Among the facts students will learn is that one child dies every six seconds due to hunger-related illnesses, which translates to nearly 18,000 children that will die over the course of the 30 Hour Famine.

Furthermore, each night 850 million people worldwide go to bed hungry – that's one out of every six people on earth, and nearly 3 billion people live on less than $2 a day.

Many of these deaths can be prevented with just $1 a day – the same amount it costs to download one song on an MP3 player.

Funds raised by the event will go to help flood-ravaged North Korea and countries in southern Africa.

In August, floods in 11 provinces across North Korea – described as the worst humanitarian crisis in a decade – left 300,000 homeless, effectively destroyed the year's rice harvest, and made chronic food shortages even worse this year.

The countries of Zimbabwe, Mozambique and Malawi also recently suffered floods that washed away crops and destroyed homes and livestock.

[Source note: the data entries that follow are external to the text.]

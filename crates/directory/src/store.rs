//! Storage ports for principals and organisations.
//!
//! Implementations live in `tribunal-storage`. Uniqueness (principal email,
//! organisation url) and cascade atomicity are store responsibilities: the
//! service layer cannot check-then-insert race-free on its own.

use async_trait::async_trait;

use tribunal_core::{DomainError, OrganisationId, PrincipalId};

use crate::organisation::Organisation;
use crate::principal::Principal;

#[async_trait]
pub trait PrincipalStore: Send + Sync {
    /// Insert a new principal. Fails with `Conflict` if the email is taken.
    async fn insert(&self, principal: Principal) -> Result<Principal, DomainError>;

    async fn get(&self, id: PrincipalId) -> Result<Option<Principal>, DomainError>;

    async fn find_by_email(&self, email: &str) -> Result<Option<Principal>, DomainError>;
}

#[async_trait]
pub trait OrganisationStore: Send + Sync {
    /// Insert a new organisation. Fails with `Conflict` if the url is taken.
    async fn insert(&self, organisation: Organisation) -> Result<Organisation, DomainError>;

    async fn get(&self, id: OrganisationId) -> Result<Option<Organisation>, DomainError>;

    async fn list(&self) -> Result<Vec<Organisation>, DomainError>;

    async fn list_by_owner(&self, owner: PrincipalId) -> Result<Vec<Organisation>, DomainError>;

    /// Persist mutated scalar fields (name, description, icon, verified).
    async fn update(&self, organisation: Organisation) -> Result<Organisation, DomainError>;

    /// Hard delete with explicit ordered cascade: answers, responses,
    /// appeals, templates (and their fields), moderator links, then the
    /// organisation row, all in one transaction.
    async fn delete_cascade(&self, id: OrganisationId) -> Result<(), DomainError>;

    /// Add `user` to the moderator set. Idempotent.
    async fn add_moderator(
        &self,
        id: OrganisationId,
        user: PrincipalId,
    ) -> Result<(), DomainError>;

    /// Remove `user` from the moderator set. Idempotent.
    async fn remove_moderator(
        &self,
        id: OrganisationId,
        user: PrincipalId,
    ) -> Result<(), DomainError>;
}
//! HTTP routes + handlers (one file per domain area).

use axum::Router;

pub mod appeals;
pub mod auth;
pub mod organisations;
pub mod templates;

/// Routes reachable without a bearer token.
pub fn public_router() -> Router {
    auth::router()
}

/// Routes behind the auth middleware.
pub fn protected_router() -> Router {
    Router::new()
        .merge(organisations::router())
        .merge(templates::router())
        .merge(appeals::router())
}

Thousands in southern Africa face critical food shortages as food prices skyrocket.

Nearly 7,500 teens will participate in the 30 Hour Famine in the Washington, D.C. area., while some 7,000 teens will join the fast in the New York City area. Teens will participate in groups through churches, schools, youth groups and civic organizations.

Since 1992, students have raised more than $100 million worldwide through World Vision's 30 Hour Famine youth movement. In 2007, 30 Hour Famine raised $11.7 million. This year's goal is to raise $12.5 million.

World Vision is a Christian humanitarian organization focused on working with children, families, and their communities worldwide by tackling the causes of poverty and injustice. The ministry works in 100 countries, helping approximately 100 million people every year.